“There were never divisions along ethnic lines in the Army” – WWII remembered
RT presents War Witness – a special project dedicated to the 65th anniversary of the Victory in the Second World War.
World War II veterans recount their stories about the war, how it began and what happened in the very first days of the fighting.
Nikolais Kartlins who served as an artillery man in the 130th Latvian regiment, says that although many of his fellow soldiers did not know Russian, they were comfortable in joining the Red Army.
“I volunteered myself like many Latvians. I was not drafted. We were happy. We were taking part in the liberation of our own homeland, and our bigger homeland. Many did not know Russian,” Nikolais Kartlins says. “The war was a trial. On the other hand, being there was like you were having a family and a home. There were never divisions along ethnic lines.”
Resident of pre-war Warsaw, Kuperveis Tobyash recalls how the Nazis grabbed him as a seventeen-year-old and were going to shoot him.

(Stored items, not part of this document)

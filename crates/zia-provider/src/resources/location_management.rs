// zia_location_management

use async_trait::async_trait;
use serde_json::{Map, Value, json};
use tracing::info;
use zia_api::models::{Location, VpnCredential};

use crate::activation::trigger_activation;
use crate::convert::{expand_i32_set, expand_string_set, flatten_i32_set, flatten_string_set};
use crate::error::ProviderError;
use crate::provider::Meta;
use crate::resource::{Resource, read_created, read_or_remove};
use crate::resource_data::ResourceData;
use crate::schema::{Attribute, AttributeType, Schema, Validation};

const TYPE_NAME: &str = "zia_location_management";

const TIME_UNITS: &[&str] = &["MINUTE", "HOUR", "DAY"];
const PROFILES: &[&str] = &["NONE", "CORPORATE", "SERVER", "GUESTWIFI", "IOT"];
const CREDENTIAL_TYPES: &[&str] = &["CN", "IP", "UFQDN", "XAUTH"];

/// Location: a site (or sub-location) whose traffic is forwarded to ZIA.
pub struct LocationManagementResource;

fn expand_vpn_credentials(blocks: &[&Map<String, Value>]) -> Vec<VpnCredential> {
    blocks
        .iter()
        .filter_map(|block| {
            let id = block.get("id").and_then(Value::as_i64).unwrap_or_default();
            let text = |key: &str| {
                block
                    .get(key)
                    .and_then(Value::as_str)
                    .unwrap_or_default()
                    .to_owned()
            };
            (id != 0).then(|| VpnCredential {
                id,
                credential_type: text("type"),
                fqdn: text("fqdn"),
                ip_address: text("ip_address"),
                ..VpnCredential::default()
            })
        })
        .collect()
}

fn flatten_vpn_credentials(credentials: &[VpnCredential]) -> Value {
    if credentials.is_empty() {
        return Value::Null;
    }
    Value::Array(
        credentials
            .iter()
            .map(|c| {
                let mut block = json!({ "id": c.id, "type": c.credential_type });
                if !c.fqdn.is_empty() {
                    block["fqdn"] = json!(c.fqdn);
                }
                if !c.ip_address.is_empty() {
                    block["ip_address"] = json!(c.ip_address);
                }
                block
            })
            .collect(),
    )
}

fn expand(d: &ResourceData) -> Result<Location, ProviderError> {
    Ok(Location {
        name: d.get_string("name"),
        parent_id: d.get_int("parent_id"),
        up_bandwidth: d.get_int("up_bandwidth"),
        dn_bandwidth: d.get_int("dn_bandwidth"),
        country: d.get_string("country"),
        tz: d.get_string("tz"),
        ip_addresses: expand_string_set(d, "ip_addresses"),
        ports: expand_i32_set(d, "ports"),
        vpn_credentials: expand_vpn_credentials(&d.get_blocks("vpn_credentials")),
        auth_required: d.get_bool("auth_required"),
        ssl_scan_enabled: d.get_bool("ssl_scan_enabled"),
        zapp_ssl_scan_enabled: d.get_bool("zapp_ssl_scan_enabled"),
        xff_forward_enabled: d.get_bool("xff_forward_enabled"),
        surrogate_ip: d.get_bool("surrogate_ip"),
        idle_time_in_minutes: d.get_i32("idle_time_in_minutes")?,
        display_time_unit: d.get_string("display_time_unit"),
        surrogate_ip_enforced_for_known_browsers: d
            .get_bool("surrogate_ip_enforced_for_known_browsers"),
        surrogate_refresh_time_in_minutes: d.get_i32("surrogate_refresh_time_in_minutes")?,
        surrogate_refresh_time_unit: d.get_string("surrogate_refresh_time_unit"),
        ofw_enabled: d.get_bool("ofw_enabled"),
        ips_control: d.get_bool("ips_control"),
        aup_enabled: d.get_bool("aup_enabled"),
        caution_enabled: d.get_bool("caution_enabled"),
        aup_block_internet_until_accepted: d.get_bool("aup_block_internet_until_accepted"),
        aup_force_ssl_inspection: d.get_bool("aup_force_ssl_inspection"),
        aup_timeout_in_days: d.get_i32("aup_timeout_in_days")?,
        profile: d.get_string("profile"),
        description: d.get_string("description"),
        ..Location::default()
    })
}

fn flatten(d: &mut ResourceData, location: &Location) -> Result<(), ProviderError> {
    d.set("location_id", location.id)?;
    d.set("name", location.name.as_str())?;
    d.set("parent_id", location.parent_id)?;
    d.set("up_bandwidth", location.up_bandwidth)?;
    d.set("dn_bandwidth", location.dn_bandwidth)?;
    d.set("country", location.country.as_str())?;
    d.set("tz", location.tz.as_str())?;
    d.set("ip_addresses", flatten_string_set(&location.ip_addresses))?;
    d.set("ports", flatten_i32_set(&location.ports))?;
    d.set("vpn_credentials", flatten_vpn_credentials(&location.vpn_credentials))?;
    d.set("auth_required", location.auth_required)?;
    d.set("ssl_scan_enabled", location.ssl_scan_enabled)?;
    d.set("zapp_ssl_scan_enabled", location.zapp_ssl_scan_enabled)?;
    d.set("xff_forward_enabled", location.xff_forward_enabled)?;
    d.set("surrogate_ip", location.surrogate_ip)?;
    d.set("idle_time_in_minutes", location.idle_time_in_minutes)?;
    d.set("display_time_unit", location.display_time_unit.as_str())?;
    d.set(
        "surrogate_ip_enforced_for_known_browsers",
        location.surrogate_ip_enforced_for_known_browsers,
    )?;
    d.set(
        "surrogate_refresh_time_in_minutes",
        location.surrogate_refresh_time_in_minutes,
    )?;
    d.set(
        "surrogate_refresh_time_unit",
        location.surrogate_refresh_time_unit.as_str(),
    )?;
    d.set("ofw_enabled", location.ofw_enabled)?;
    d.set("ips_control", location.ips_control)?;
    d.set("aup_enabled", location.aup_enabled)?;
    d.set("caution_enabled", location.caution_enabled)?;
    d.set(
        "aup_block_internet_until_accepted",
        location.aup_block_internet_until_accepted,
    )?;
    d.set("aup_force_ssl_inspection", location.aup_force_ssl_inspection)?;
    d.set("aup_timeout_in_days", location.aup_timeout_in_days)?;
    d.set("profile", location.profile.as_str())?;
    d.set("description", location.description.as_str())?;
    Ok(())
}

/// Surrogate IP requires authentication, and browser enforcement requires
/// surrogate IP.
fn check_surrogate(d: &ResourceData) -> Result<(), ProviderError> {
    if d.get_bool("surrogate_ip") && !d.get_bool("auth_required") {
        return Err(ProviderError::invalid(
            "surrogate_ip",
            "requires auth_required to be true",
        ));
    }
    if d.get_bool("surrogate_ip_enforced_for_known_browsers") && !d.get_bool("surrogate_ip") {
        return Err(ProviderError::invalid(
            "surrogate_ip_enforced_for_known_browsers",
            "requires surrogate_ip to be true",
        ));
    }
    Ok(())
}

#[async_trait]
impl Resource for LocationManagementResource {
    fn type_name(&self) -> &'static str {
        TYPE_NAME
    }

    fn schema(&self) -> Schema {
        let vpn_credential = Schema::new()
            .attr("id", Attribute::int().required())
            .attr(
                "type",
                Attribute::string()
                    .optional()
                    .computed()
                    .validate(Validation::one_of(CREDENTIAL_TYPES)),
            )
            .attr("fqdn", Attribute::string().optional().computed())
            .attr("ip_address", Attribute::string().optional().computed());

        Schema::new()
            .attr("location_id", Attribute::int().computed())
            .attr(
                "name",
                Attribute::string()
                    .required()
                    .validate(Validation::StringLenBetween(1, 255)),
            )
            .attr(
                "parent_id",
                Attribute::int()
                    .optional()
                    .computed()
                    .description("Parent location ID; set for sub-locations"),
            )
            .attr(
                "up_bandwidth",
                Attribute::int()
                    .optional()
                    .computed()
                    .validate(Validation::IntBetween(0, 99_999_999))
                    .description("Upload bandwidth in kbps; 0 means no limit"),
            )
            .attr(
                "dn_bandwidth",
                Attribute::int()
                    .optional()
                    .computed()
                    .validate(Validation::IntBetween(0, 99_999_999)),
            )
            .attr("country", Attribute::string().optional().computed())
            .attr("tz", Attribute::string().optional().computed())
            .attr(
                "ip_addresses",
                Attribute::set_of(AttributeType::String)
                    .optional()
                    .validate(Validation::IsCidrOrIp),
            )
            .attr("ports", Attribute::set_of(AttributeType::Int).optional())
            .attr(
                "vpn_credentials",
                Attribute::list_of_block(vpn_credential).optional().computed(),
            )
            .attr("auth_required", Attribute::boolean().optional().computed())
            .attr("ssl_scan_enabled", Attribute::boolean().optional().computed())
            .attr("zapp_ssl_scan_enabled", Attribute::boolean().optional().computed())
            .attr("xff_forward_enabled", Attribute::boolean().optional().computed())
            .attr("surrogate_ip", Attribute::boolean().optional().computed())
            .attr(
                "idle_time_in_minutes",
                Attribute::int()
                    .optional()
                    .computed()
                    .validate(Validation::IntBetween(0, 43200)),
            )
            .attr(
                "display_time_unit",
                Attribute::string()
                    .optional()
                    .computed()
                    .validate(Validation::one_of(TIME_UNITS)),
            )
            .attr(
                "surrogate_ip_enforced_for_known_browsers",
                Attribute::boolean().optional().computed(),
            )
            .attr(
                "surrogate_refresh_time_in_minutes",
                Attribute::int()
                    .optional()
                    .computed()
                    .validate(Validation::IntBetween(0, 43200)),
            )
            .attr(
                "surrogate_refresh_time_unit",
                Attribute::string()
                    .optional()
                    .computed()
                    .validate(Validation::one_of(TIME_UNITS)),
            )
            .attr("ofw_enabled", Attribute::boolean().optional().computed())
            .attr("ips_control", Attribute::boolean().optional().computed())
            .attr("aup_enabled", Attribute::boolean().optional().computed())
            .attr("caution_enabled", Attribute::boolean().optional().computed())
            .attr(
                "aup_block_internet_until_accepted",
                Attribute::boolean().optional().computed(),
            )
            .attr("aup_force_ssl_inspection", Attribute::boolean().optional().computed())
            .attr(
                "aup_timeout_in_days",
                Attribute::int()
                    .optional()
                    .computed()
                    .validate(Validation::IntBetween(0, 180)),
            )
            .attr(
                "profile",
                Attribute::string()
                    .optional()
                    .computed()
                    .validate(Validation::one_of(PROFILES)),
            )
            .attr(
                "description",
                Attribute::string()
                    .optional()
                    .validate(Validation::StringLenBetween(0, 1024)),
            )
    }

    async fn create(&self, d: &mut ResourceData, meta: &Meta) -> Result<(), ProviderError> {
        check_surrogate(d)?;
        let location = meta.client.create_location(&expand(d)?).await?;
        info!(resource = TYPE_NAME, id = location.id, "created");
        d.set_id(location.id.to_string());
        trigger_activation(meta).await?;
        read_created(self, d, meta).await
    }

    async fn read(&self, d: &mut ResourceData, meta: &Meta) -> Result<(), ProviderError> {
        let id = d.numeric_id()?;
        let result = meta.client.get_location(id).await;
        let Some(location) = read_or_remove(d, TYPE_NAME, result)? else {
            return Ok(());
        };
        d.set_id(location.id.to_string());
        flatten(d, &location)
    }

    async fn update(&self, d: &mut ResourceData, meta: &Meta) -> Result<(), ProviderError> {
        check_surrogate(d)?;
        let id = d.numeric_id()?;
        let result = meta.client.update_location(id, &expand(d)?).await;
        if read_or_remove(d, TYPE_NAME, result)?.is_none() {
            return Ok(());
        }
        info!(resource = TYPE_NAME, id, "updated");
        trigger_activation(meta).await?;
        self.read(d, meta).await
    }

    async fn delete(&self, d: &mut ResourceData, meta: &Meta) -> Result<(), ProviderError> {
        let id = d.numeric_id()?;
        meta.client.delete_location(id).await?;
        info!(resource = TYPE_NAME, id, "deleted");
        d.clear_id();
        trigger_activation(meta).await
    }

    async fn lookup_id(&self, name: &str, meta: &Meta) -> Result<String, ProviderError> {
        let location = meta.client.get_location_by_name(name).await?;
        Ok(location.id.to_string())
    }
}

#[cfg(test)]
#[allow(clippy::unwrap_used)]
mod tests {
    use super::*;

    fn data(config: Value) -> ResourceData {
        ResourceData::from_config(
            LocationManagementResource.schema(),
            config.as_object().cloned().unwrap(),
        )
        .unwrap()
    }

    #[test]
    fn surrogate_ip_requires_auth() {
        let d = data(json!({"name": "hq", "surrogate_ip": true}));
        assert!(check_surrogate(&d).is_err());
        let d = data(json!({"name": "hq", "surrogate_ip": true, "auth_required": true}));
        assert!(check_surrogate(&d).is_ok());
    }

    #[test]
    fn vpn_credential_blocks_expand_by_id() {
        let d = data(json!({
            "name": "branch",
            "vpn_credentials": [
                {"id": 301, "type": "UFQDN", "fqdn": "branch@example.com"},
                {"id": 0}
            ]
        }));
        let location = expand(&d).unwrap();
        assert_eq!(location.vpn_credentials.len(), 1);
        assert_eq!(location.vpn_credentials[0].fqdn, "branch@example.com");

        let flat = flatten_vpn_credentials(&location.vpn_credentials);
        assert_eq!(
            flat,
            json!([{"id": 301, "type": "UFQDN", "fqdn": "branch@example.com"}])
        );
    }
}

“A young soldier walked me into the yard which was totally destroyed. You know, it was stunning to see those cells as if the front wall of the house was removed and you see all those rooms, fully furnished, as if people still lived there. There was a piano standing on the ground floor, so I ran my fingers along the keyboard, showing some practice. That German asked me – hey, can you play? I sat on the fragment of the wall and began playing a Beethoven sonata. I only played like one page as I remember, and he said: Well done, you are a good player, and now run!” Kuperveis Tobyash remembers.